-- Opening Marker --

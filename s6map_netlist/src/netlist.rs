//! The netlist graph: instances of primitives joined by single-driver nets.

use indexmap::IndexMap;
use itertools::Itertools;

use crate::primitive::{GND, VCC};
use crate::{InstanceId, NetId, Pin, Primitive};

/// One consumer (or the driver) of a net: an instance and one of its pins.
#[derive(Clone, Copy, Debug, PartialEq, Eq, Hash)]
pub struct Branch {
    /// Instance owning the pin.
    pub instance: InstanceId,
    /// Pin index on the input or output side.
    pub pin: usize,
}

/// A placed occurrence of a primitive.
#[derive(Clone, Debug)]
pub struct Instance {
    id: InstanceId,
    primitive: Primitive,
    attributes: IndexMap<String, String>,
    outputs: Vec<Option<NetId>>,
}

impl Instance {
    /// Handle of this instance.
    pub fn id(&self) -> InstanceId {
        self.id
    }

    /// Library cell or port this instance places.
    pub fn primitive(&self) -> &Primitive {
        &self.primitive
    }

    /// Attribute overrides, in the order they were first set.
    pub fn attributes(&self) -> impl Iterator<Item = (&str, &str)> {
        self.attributes.iter().map(|(k, v)| (k.as_str(), v.as_str()))
    }

    /// Attribute value, falling back to the primitive default.
    pub fn attribute(&self, name: &str) -> Option<&str> {
        self.attributes
            .get(name)
            .map(String::as_str)
            .or_else(|| self.primitive.default_attribute(name))
    }

    /// Net driven by the given output pin.
    pub fn output(&self, pin: usize) -> Option<NetId> {
        self.outputs.get(pin).copied().flatten()
    }

    /// Nets driven by each output pin.
    pub fn outputs(&self) -> &[Option<NetId>] {
        &self.outputs
    }
}

/// A connection with at most one driver and an ordered list of consumers.
///
/// The driver is owned by the instance side (`Instance::output`); `driver`
/// here mirrors it and is only written by [`Netlist`].
#[derive(Clone, Debug)]
pub struct Net {
    id: NetId,
    driver: Option<Branch>,
    consumers: Vec<Branch>,
}

impl Net {
    /// Handle of this net.
    pub fn id(&self) -> NetId {
        self.id
    }

    /// The output pin driving the net.
    pub fn driver(&self) -> Option<Branch> {
        self.driver
    }

    /// Input pins reading the net, in connection order.
    pub fn consumers(&self) -> &[Branch] {
        &self.consumers
    }

    /// True when nothing drives or consumes the net.
    pub fn is_floating(&self) -> bool {
        self.driver.is_none() && self.consumers.is_empty()
    }
}

/// Owner of all instances and nets of one design.
#[derive(Clone, Debug, Default)]
pub struct Netlist {
    instances: IndexMap<InstanceId, Instance>,
    nets: IndexMap<NetId, Net>,
    next_uid: u32,
    ground: Option<InstanceId>,
    power: Option<InstanceId>,
}

impl Netlist {
    /// An empty graph.
    pub fn new() -> Self {
        Self::default()
    }

    fn allocate_uid(&mut self) -> u32 {
        let uid = self.next_uid;
        self.next_uid += 1;
        uid
    }

    /// Allocates a net with a fresh uid, no driver and no consumers.
    pub fn create_net(&mut self) -> NetId {
        let id = NetId::new(self.allocate_uid());
        self.nets.insert(
            id,
            Net {
                id,
                driver: None,
                consumers: Vec::new(),
            },
        );
        id
    }

    /// Instantiates a primitive under a fresh uid.
    pub fn instantiate(&mut self, primitive: &Primitive) -> InstanceId {
        let id = InstanceId::new(self.allocate_uid());
        self.instantiate_with_id(id, primitive)
    }

    /// Instantiates a primitive under a caller-chosen uid.
    ///
    /// # Panics
    ///
    /// Panics if the uid is already used by an instance or a net.
    pub fn instantiate_with_id(&mut self, id: InstanceId, primitive: &Primitive) -> InstanceId {
        assert!(
            !self.instances.contains_key(&id) && !self.nets.contains_key(&NetId::new(id.uid())),
            "uid {} is already in use",
            id.uid()
        );
        self.next_uid = self.next_uid.max(id.uid() + 1);
        self.instances.insert(
            id,
            Instance {
                id,
                primitive: primitive.clone(),
                attributes: IndexMap::new(),
                outputs: vec![None; primitive.output_count()],
            },
        );
        id
    }

    /// Returns the shared constant source for `value`, creating it on first use.
    ///
    /// At most one `VCC` and one `GND` exist per graph.
    pub fn constant(&mut self, value: bool) -> InstanceId {
        let existing = if value { self.power } else { self.ground };
        if let Some(id) = existing {
            return id;
        }
        let id = self.instantiate(if value { &VCC } else { &GND });
        if value {
            self.power = Some(id);
        } else {
            self.ground = Some(id);
        }
        id
    }

    /// Returns the net driven by the shared constant source for `value`,
    /// creating the source and the net on first use.
    pub fn constant_net(&mut self, value: bool) -> NetId {
        let source = self.constant(value);
        if let Some(net) = self.instances.get(&source).and_then(|inst| inst.output(0)) {
            return net;
        }
        let net = self.create_net();
        self.add_branch(net, source, Pin::Output(0));
        net
    }

    /// Moves every consumer of `from` onto `into`, then removes `from`.
    ///
    /// Consumers are appended after those of `into` in their original order.
    /// A driver of `from` is detached; `into` keeps its own.
    ///
    /// # Panics
    ///
    /// Panics if either net does not exist.
    pub fn merge_net(&mut self, from: NetId, into: NetId) {
        assert!(self.nets.contains_key(&into), "no net {into}");
        if from == into {
            return;
        }
        let merged = self.free_net(from).unwrap_or_else(|| panic!("no net {from}"));
        self.nets[&into].consumers.extend(merged.consumers);
    }

    /// Attaches a pin of `instance` to `net`.
    ///
    /// An output pin becomes the driver of the net, replacing any previous
    /// driver without complaint; an input pin is appended to the consumers.
    ///
    /// # Panics
    ///
    /// Panics if the net or instance does not exist or the pin is out of range.
    pub fn add_branch(&mut self, net: NetId, instance: InstanceId, pin: Pin) {
        assert!(self.nets.contains_key(&net), "no net {net}");
        let inst = self
            .instances
            .get_mut(&instance)
            .unwrap_or_else(|| panic!("no instance {instance}"));
        match pin {
            Pin::Output(index) => {
                assert!(index < inst.outputs.len(), "{instance} has no output {index}");
                let previous_net = inst.outputs[index].replace(net);
                if let Some(previous_net) = previous_net.filter(|&prev| prev != net) {
                    if let Some(prev) = self.nets.get_mut(&previous_net) {
                        prev.driver = None;
                    }
                }
                let branch = Branch { instance, pin: index };
                let previous_driver = self.nets[&net].driver.replace(branch);
                if let Some(old) = previous_driver.filter(|&old| old != branch) {
                    if let Some(old_inst) = self.instances.get_mut(&old.instance) {
                        old_inst.outputs[old.pin] = None;
                    }
                }
            }
            Pin::Input(index) => {
                assert!(
                    index < inst.primitive.input_count(),
                    "{instance} has no input {index}"
                );
                self.nets[&net].consumers.push(Branch { instance, pin: index });
            }
        }
    }

    /// Removes one branch from `net`.
    ///
    /// For an input pin the first matching consumer entry is removed and the
    /// remaining entries keep their order. For an output pin the driver is
    /// cleared if it is that pin. Returns whether anything was removed.
    pub fn disconnect(&mut self, net: NetId, instance: InstanceId, pin: Pin) -> bool {
        let Some(n) = self.nets.get_mut(&net) else {
            return false;
        };
        match pin {
            Pin::Output(index) => {
                let branch = Branch { instance, pin: index };
                if n.driver != Some(branch) {
                    return false;
                }
                n.driver = None;
                if let Some(inst) = self.instances.get_mut(&instance) {
                    inst.outputs[index] = None;
                }
                true
            }
            Pin::Input(index) => {
                let branch = Branch { instance, pin: index };
                match n.consumers.iter().position(|b| *b == branch) {
                    Some(position) => {
                        n.consumers.remove(position);
                        true
                    }
                    None => false,
                }
            }
        }
    }

    /// Sets or overwrites one attribute of an instance.
    ///
    /// # Panics
    ///
    /// Panics if the instance does not exist.
    pub fn set_attribute(&mut self, instance: InstanceId, name: impl Into<String>, value: impl Into<String>) {
        self.instances
            .get_mut(&instance)
            .unwrap_or_else(|| panic!("no instance {instance}"))
            .attributes
            .insert(name.into(), value.into());
    }

    /// Detaches an instance from every net it drives or consumes, then drops it.
    pub fn free_instance(&mut self, instance: InstanceId) -> Option<Instance> {
        let inst = self.instances.shift_remove(&instance)?;
        for net in inst.outputs.iter().flatten() {
            if let Some(n) = self.nets.get_mut(net) {
                n.driver = None;
            }
        }
        for net in self.nets.values_mut() {
            net.consumers.retain(|b| b.instance != instance);
        }
        if self.ground == Some(instance) {
            self.ground = None;
        }
        if self.power == Some(instance) {
            self.power = None;
        }
        Some(inst)
    }

    /// Removes a net, clearing the output slot of its driver.
    pub fn free_net(&mut self, net: NetId) -> Option<Net> {
        let n = self.nets.shift_remove(&net)?;
        if let Some(driver) = n.driver {
            if let Some(inst) = self.instances.get_mut(&driver.instance) {
                inst.outputs[driver.pin] = None;
            }
        }
        Some(n)
    }

    /// Instance by handle.
    pub fn instance(&self, id: InstanceId) -> Option<&Instance> {
        self.instances.get(&id)
    }

    /// Net by handle.
    pub fn net(&self, id: NetId) -> Option<&Net> {
        self.nets.get(&id)
    }

    /// Driver of `net`, if any.
    pub fn driver(&self, net: NetId) -> Option<Branch> {
        self.nets.get(&net).and_then(Net::driver)
    }

    /// Consumers of `net`; empty for an unknown net.
    pub fn consumers(&self, net: NetId) -> &[Branch] {
        self.nets.get(&net).map(Net::consumers).unwrap_or(&[])
    }

    /// Instances in creation order.
    pub fn instances(&self) -> impl Iterator<Item = &Instance> {
        self.instances.values()
    }

    /// Nets in creation order.
    pub fn nets(&self) -> impl Iterator<Item = &Net> {
        self.nets.values()
    }

    /// Number of live instances.
    pub fn instance_count(&self) -> usize {
        self.instances.len()
    }

    /// Number of live nets.
    pub fn net_count(&self) -> usize {
        self.nets.len()
    }

    /// The shared `GND` source, once created.
    pub fn ground(&self) -> Option<InstanceId> {
        self.ground
    }

    /// The shared `VCC` source, once created.
    pub fn power(&self) -> Option<InstanceId> {
        self.power
    }

    /// Instances of the named primitive, in creation order.
    pub fn instances_of<'a>(&'a self, name: &'a str) -> impl Iterator<Item = &'a Instance> + 'a {
        self.instances.values().filter(move |inst| inst.primitive.name() == name)
    }

    /// Number of instances per primitive name, sorted by name.
    ///
    /// Boundary ports are counted under `<port>`.
    pub fn cell_usage(&self) -> Vec<(String, usize)> {
        self.instances
            .values()
            .map(|inst| {
                if inst.primitive.is_port() {
                    "<port>".to_string()
                } else {
                    inst.primitive.name().to_string()
                }
            })
            .counts()
            .into_iter()
            .sorted()
            .collect()
    }
}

-- Closing Marker --

* [Task instructions]:
Would you copy, unchanged, the stretch of the records above that begins at the line containing "has no output" and ends at the line containing "match n.consumers.iter().position(|b| *b", and only that?

* [Answer space]:
                assert!(index < inst.outputs.len(), "{instance} has no output {index}");
                let previous_net = inst.outputs[index].replace(net);
                if let Some(previous_net) = previous_net.filter(|&prev| prev != net) {
                    if let Some(prev) = self.nets.get_mut(&previous_net) {
                        prev.driver = None;
                    }
                }
                let branch = Branch { instance, pin: index };
                let previous_driver = self.nets[&net].driver.replace(branch);
                if let Some(old) = previous_driver.filter(|&old| old != branch) {
                    if let Some(old_inst) = self.instances.get_mut(&old.instance) {
                        old_inst.outputs[old.pin] = None;
                    }
                }
            }
            Pin::Input(index) => {
                assert!(
                    index < inst.primitive.input_count(),
                    "{instance} has no input {index}"
                );
                self.nets[&net].consumers.push(Branch { instance, pin: index });
            }
        }
    }

    /// Removes one branch from `net`.
    ///
    /// For an input pin the first matching consumer entry is removed and the
    /// remaining entries keep their order. For an output pin the driver is
    /// cleared if it is that pin. Returns whether anything was removed.
    pub fn disconnect(&mut self, net: NetId, instance: InstanceId, pin: Pin) -> bool {
        let Some(n) = self.nets.get_mut(&net) else {
            return false;
        };
        match pin {
            Pin::Output(index) => {
                let branch = Branch { instance, pin: index };
                if n.driver != Some(branch) {
                    return false;
                }
                n.driver = None;
                if let Some(inst) = self.instances.get_mut(&instance) {
                    inst.outputs[index] = None;
                }
                true
            }
            Pin::Input(index) => {
                let branch = Branch { instance, pin: index };
                match n.consumers.iter().position(|b| *b == branch) {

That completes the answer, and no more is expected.